Aren't ticket scalpers a pseudo Cartel? From what I remember about my limited economic studies (Econ 101 & 2), was that a Cartel artificially sets high prices by controlling supply. My econ professor said that cartels do not work, because one member of the cartel will ultimately cheat and release too much supply into the market and break the agreement with other suppliers. I have ever since hearing that believe it.

In the sports ticket market, the break in the agreement happens after the game starts, and all "bets" are off. I attended Game 7 of the 2004 ALCS (bought my tickets online through the Yankees), and noticed many empty seats during the game in the upper deck - the game was "sold out". Was that an example of the Cartel working the way they intended? The effectively turned a 55k seat stadium into a 50k or even 45k seat stadium and arbitrarily set a high price for the game.
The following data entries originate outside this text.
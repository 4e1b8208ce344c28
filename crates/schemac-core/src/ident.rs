//! Validated identifiers and source positions.

use std::borrow::Borrow;
use std::fmt;

use crate::SchemaError;

/// A name matching `[A-Za-z_][A-Za-z0-9_]*`.
///
/// Every member name, type name and tag name in a schema is an `Ident`, so
/// anything derived from them (struct fields, table symbols) is a valid C
/// identifier without further checks.
#[derive(Clone, Debug, PartialEq, Eq, Hash, PartialOrd, Ord)]
pub struct Ident(String);

impl Ident {
    pub fn new(value: impl Into<String>) -> Result<Self, SchemaError> {
        let value = value.into();
        if !Self::is_valid(&value) {
            return Err(SchemaError::InvalidIdentifier(value));
        }
        Ok(Self(value))
    }

    pub fn is_valid(value: &str) -> bool {
        let mut chars = value.chars();
        let Some(first) = chars.next() else {
            return false;
        };
        (first.is_ascii_alphabetic() || first == '_')
            && chars.all(|c| c.is_ascii_alphanumeric() || c == '_')
    }

    pub fn as_str(&self) -> &str {
        &self.0
    }
}

impl fmt::Display for Ident {
    fn fmt(&self, f: &mut fmt::Formatter<'_>) -> fmt::Result {
        f.write_str(&self.0)
    }
}

impl AsRef<str> for Ident {
    fn as_ref(&self) -> &str {
        &self.0
    }
}

impl Borrow<str> for Ident {
    fn borrow(&self) -> &str {
        &self.0
    }
}

impl TryFrom<&str> for Ident {
    type Error = SchemaError;

    fn try_from(value: &str) -> Result<Self, Self::Error> {
        Self::new(value)
    }
}

/// Position of a node in the schema source (1-based).
///
/// Only ever copied into emitted comments and error messages.
#[derive(Clone, Copy, Debug, PartialEq, Eq, Hash)]
pub struct SourcePos {
    pub line: u32,
    pub column: u32,
}

impl SourcePos {
    pub fn new(line: u32, column: u32) -> Self {
        Self { line, column }
    }
}

impl fmt::Display for SourcePos {
    fn fmt(&self, f: &mut fmt::Formatter<'_>) -> fmt::Result {
        write!(f, "line {}, column {}", self.line, self.column)
    }
}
Am I missing something, or should professional ticket brokers be eliminated and sports teams should do more to prevent this cartel from existing?



i have empiracal evidence to support that related to college football games tickets purchased 30 minutes before the game (at least for purchasing single tickets).


I'll add to what MBAProf noted. Way back in 1985, my friends and I were able to buy Super Bowl tickets on the 30-yard-line for face value from the box office at Stanford Stadium fifteen minutes after kick-off that had been held for Miami Dolphins fans who never showed up.

Many venues still release unclaimed Will Call tickets for resale 15 or 30 minutes after an event starts.

Ann Wong

When to buy World Series tickets for us was LAST YEAR. I gave my son (then a freshman at UPenn) season tickets for the Phillies, and then purchased him post-season tix which we had first dibs on when they won the division. Of course, the Phillies were out in the first round. Frustrated and hurting financially, I did not give the same gift last Christmas. Phooey, rats, and darn! I will e-mail him this article - last time I checked the cheapest SRO ticket was $510!

Rich Wilson

#6 Because it was originally sponsored by a newspaper with "World" in the name.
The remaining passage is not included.